Saved entries
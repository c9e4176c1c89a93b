//! Store (C1): keyed persistence split into five narrow capability groups
//! composed into one `Store` trait, so an in-memory implementation (tests)
//! and a Redis-backed implementation (production) can substitute for each
//! other without touching callers (spec.md §9: "the `Store` capability set
//! is the only abstract seam").

pub mod memory;
pub mod redis_store;

use crate::core::error::CoreResult;
use crate::core::model::Baseline;
use async_trait::async_trait;
use std::collections::HashMap;
use std::time::Duration;

#[async_trait]
pub trait DurationOps: Send + Sync {
    /// Prepend `ms` to the list at `key`; truncate so length <= `window_size`.
    /// Append + trim is observably atomic: the list is never seen by a
    /// concurrent reader with more than `window_size` elements for long.
    async fn append_duration(&self, key: &str, ms: i64, window_size: usize) -> CoreResult<()>;

    /// All samples at `key`, newest-first, in storage order. Missing key ->
    /// empty vec. Malformed entries are silently skipped.
    async fn get_durations(&self, key: &str) -> CoreResult<Vec<i64>>;
}

#[async_trait]
pub trait BaselineOps: Send + Sync {
    /// `None` means "absent", distinct from a zero-valued baseline.
    async fn get_baseline(&self, key: &str) -> CoreResult<Option<Baseline>>;

    /// Overwrite the record. If `updated_at` is the Unix epoch (the
    /// "unstamped" sentinel used by `compute_baseline`), the implementation
    /// stamps it to now before writing.
    async fn set_baseline(&self, key: &str, baseline: Baseline) -> CoreResult<()>;

    /// Batch read; the returned map omits absent keys. Implementations
    /// should pipeline the reads rather than issue them serially.
    async fn get_baselines(&self, keys: &[String]) -> CoreResult<HashMap<String, Baseline>>;
}

#[async_trait]
pub trait DedupOps: Send + Sync {
    /// Atomic test-and-set with expiry. Returns `true` iff the marker
    /// already existed; otherwise installs it with the given TTL and
    /// returns `false`.
    async fn is_duplicate_or_mark(&self, trace_id: &str, ttl: Duration) -> CoreResult<bool>;
}

#[async_trait]
pub trait DirtyOps: Send + Sync {
    /// Add `key` to the unordered dirty set.
    async fn mark_dirty(&self, key: &str) -> CoreResult<()>;

    /// Pop up to `n` elements from the dirty set. Pop must remove: no key
    /// popped here is visible to a concurrent `pop_dirty_batch` call.
    async fn pop_dirty_batch(&self, n: usize) -> CoreResult<Vec<String>>;
}

#[async_trait]
pub trait ListOps: Send + Sync {
    /// All baseline keys (both `base:` and `spanbase:` families) with a
    /// recorded `sample_count >= min_samples`. Unordered.
    async fn list_baseline_keys(&self, min_samples: i64) -> CoreResult<Vec<String>>;
}

/// The aggregate capability set every core subsystem depends on.
#[async_trait]
pub trait Store: DurationOps + BaselineOps + DedupOps + DirtyOps + ListOps {
    /// Release resources. Idempotent; the default no-op is correct for
    /// connection-pooled backends that manage their own lifecycle.
    fn close(&self) {}

    /// Cheap reachability check for `/healthz`; does not imply any of the
    /// capability groups above are individually healthy.
    async fn ping(&self) -> CoreResult<()> {
        Ok(())
    }
}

▸ **EXERCISE PROMPT**
Only the lines above starting at the line that holds "narrow capability groups" and ending at the line that holds "pub trait BaselineOps: Send" are to be repeated, exactly and in full.

▸ **RESPONSE BOX**
//! Store (C1): keyed persistence split into five narrow capability groups
//! composed into one `Store` trait, so an in-memory implementation (tests)
//! and a Redis-backed implementation (production) can substitute for each
//! other without touching callers (spec.md §9: "the `Store` capability set
//! is the only abstract seam").

pub mod memory;
pub mod redis_store;

use crate::core::error::CoreResult;
use crate::core::model::Baseline;
use async_trait::async_trait;
use std::collections::HashMap;
use std::time::Duration;

#[async_trait]
pub trait DurationOps: Send + Sync {
    /// Prepend `ms` to the list at `key`; truncate so length <= `window_size`.
    /// Append + trim is observably atomic: the list is never seen by a
    /// concurrent reader with more than `window_size` elements for long.
    async fn append_duration(&self, key: &str, ms: i64, window_size: usize) -> CoreResult<()>;

    /// All samples at `key`, newest-first, in storage order. Missing key ->
    /// empty vec. Malformed entries are silently skipped.
    async fn get_durations(&self, key: &str) -> CoreResult<Vec<i64>>;
}

#[async_trait]
pub trait BaselineOps: Send + Sync {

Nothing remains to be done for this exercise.